20

Overview

In my first ever #tidytuesday we are taking a look at a coffee survey. I’ll make a note up front that I am prioritizing self education over analytical integrity here. Curiosity is in the drivers seat, so we are going to see where this takes us. Anything I present here is not intended to draw any conclusions or correlations (I tried, and any statistically sound correlation just wasn’t there with this data).

ELT

Load Up

Nothing crazy.

library(tidytuesdayR)
library(tidyverse)
library(RColorBrewer)
library(ggforce)
library(knitr)
library(kableExtra)

Theme Setup

Coffee Colors?

brew_colors <- brewer.pal(n = 6, name = "YlOrBr")
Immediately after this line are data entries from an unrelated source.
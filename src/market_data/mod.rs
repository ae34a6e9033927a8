// Market data module entrypoint
pub mod adapters;   // transport trait + T-Invest websocket stream
pub mod book_feed;  // per-instrument throttle -> grid -> consumer pipeline
pub mod normaliser; // wire quotations -> f64 prices / lot counts
pub mod router;     // stream multiplexer: one connection, many instruments
pub mod throttle;   // latest-value-wins flush buffer
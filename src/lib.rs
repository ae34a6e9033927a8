pub mod config;
pub mod engine;
pub mod error;
pub mod market_data;
pub mod telemetry;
coffee_theme <- theme_minimal() +
  theme(
    plot.title = element_text(family = "Hot Ink", face = "plain", size = 26, color = brew_colors[1], hjust = 0.5),
    axis.title.x = element_text(family = "Fira Sans", face = "italic", size = 12, color = brew_colors[1], margin = margin(t = 20, r = 20, b = 20, l = 20, unit = "pt")),
    axis.title.y = element_text(family = "Fira Sans", face = "italic", size = 12, color = brew_colors[1], margin = margin(t = 20, r = 20, b = 20, l = 20, unit = "pt")),
    axis.text.x = element_text(family = "Fira Sans", face = "plain", size = 10, color = brew_colors[2], angle = 45, hjust = 1),
    axis.text.y = element_text(family = "Fira Sans", face = "plain", size = 10, color = brew_colors[2]),
    legend.title = element_text(family = "Fira Sans", face = "bold", size = 12, color = brew_colors[1]),
    legend.text = element_text(family = "Fira Sans", face = "plain", size = 10, color = brew_colors[2]),
    plot.background = element_rect(fill = "black", color = NA),
    panel.background = element_rect(fill = "black", color = NA),
    panel.grid.major = element_blank(),
    panel.grid.minor = element_blank(),
    plot.margin = margin(t = 35, r = 10)
  )

theme_set(coffee_theme)

Extract

I tried the tidytuesdayR::tt_load method and kept getting an error, so we url it.

coffee_survey <- read_csv('https://raw.githubusercontent.com/rfordatascience/tidytuesday/master/data/2024/2024-05-14/coffee_survey.csv', show_col_types = FALSE)

Transform

Nice initial cleaning. I decided straight away that my analysis would not be considering open-response answers. I organized the rest of the columns into two categories: multiple response, and factored. Here I factor the latter group. Later I’ll decide what to do with the former.

Finally I have the pleasure of correcting the “spend” column typo. People need to stop using “spend” as a noun. It is a verb. The noun is “expenditure”.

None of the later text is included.